Segment Open

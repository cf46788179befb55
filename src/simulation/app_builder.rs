//! Headless App Builder
//!
//! Provides a reusable builder for creating headless Bevy apps that run the
//! echo loop without rendering. Time is stepped by hand, so runs are
//! deterministic. Used by tests and the `simulate` binary.

use bevy::prelude::*;
use std::time::Duration;

use crate::events::EventBus;
use crate::playback::{EchoSpawnService, EchoSpawner};
use crate::plugin::EchoLoopPlugin;
use crate::scene::{SceneDef, spawn_scene};
use crate::settings::{CurrentSettings, LoopSettings};

/// Builder for creating headless Bevy apps
pub struct HeadlessAppBuilder {
    settings: LoopSettings,
    scene: Option<SceneDef>,
    spawner: Option<EchoSpawnService>,
    spawn_service: bool,
    capture_events: bool,
}

impl Default for HeadlessAppBuilder {
    fn default() -> Self {
        Self::new()
    }
}

impl HeadlessAppBuilder {
    /// Create a new builder with default settings and the built-in scene
    pub fn new() -> Self {
        Self {
            settings: LoopSettings::default(),
            scene: Some(SceneDef::default()),
            spawner: None,
            spawn_service: true,
            capture_events: true,
        }
    }

    pub fn with_settings(mut self, settings: LoopSettings) -> Self {
        self.settings = settings;
        self
    }

    /// Scene spawned at startup
    pub fn with_scene(mut self, scene: SceneDef) -> Self {
        self.scene = Some(scene);
        self
    }

    /// Start with an empty world
    pub fn without_scene(mut self) -> Self {
        self.scene = None;
        self
    }

    /// Replace the default echo spawner
    pub fn with_spawner(mut self, spawner: impl EchoSpawner) -> Self {
        self.spawner = Some(EchoSpawnService::new(spawner));
        self
    }

    /// Leave the spawn service out (cycles will refuse to start)
    pub fn without_spawn_service(mut self) -> Self {
        self.spawn_service = false;
        self
    }

    /// Use the plugin's default bus instead of one that keeps every event
    pub fn without_event_capture(mut self) -> Self {
        self.capture_events = false;
        self
    }

    /// Build the app
    ///
    /// The returned app has:
    /// - a manually stepped `Time` (see [`step`])
    /// - EchoLoopPlugin with the given settings
    /// - the scene spawned by a Startup system (no sprites)
    ///
    /// No event logger is installed. Unless `without_event_capture` was
    /// used, bus events stay in `EventBus` for callers to drain.
    pub fn build(self) -> App {
        let mut app = App::new();
        app.init_resource::<Time>();
        app.insert_resource(CurrentSettings::new(self.settings));
        if let Some(spawner) = self.spawner {
            app.insert_resource(spawner);
        }
        if self.capture_events {
            app.insert_resource(EventBus::new());
        }

        app.add_plugins(EchoLoopPlugin);

        if !self.spawn_service {
            app.world_mut().remove_resource::<EchoSpawnService>();
        }

        if let Some(scene) = self.scene {
            app.add_systems(Startup, move |mut commands: Commands| {
                spawn_scene(&mut commands, &scene, false);
            });
        }

        app
    }
}

/// Advance the clock by `secs` and run one frame
pub fn step(app: &mut App, secs: f32) {
    app.world_mut()
        .resource_mut::<Time>()
        .advance_by(Duration::from_secs_f32(secs));
    app.update();
}

/// Run frames of `dt` until `secs` have passed. Returns the frame count.
pub fn run_for(app: &mut App, secs: f32, dt: f32) -> u32 {
    let frames = (secs / dt).round().max(0.0) as u32;
    for _ in 0..frames {
        step(app, dt);
    }
    frames
}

Segment Closed

**ABOUT THIS EXERCISE**
Take from the listing above each line in which the string "crate" is found.

**ANSWER TO THE EXERCISE**
use crate::events::EventBus;
use crate::playback::{EchoSpawnService, EchoSpawner};
use crate::plugin::EchoLoopPlugin;
use crate::scene::{SceneDef, spawn_scene};
use crate::settings::{CurrentSettings, LoopSettings};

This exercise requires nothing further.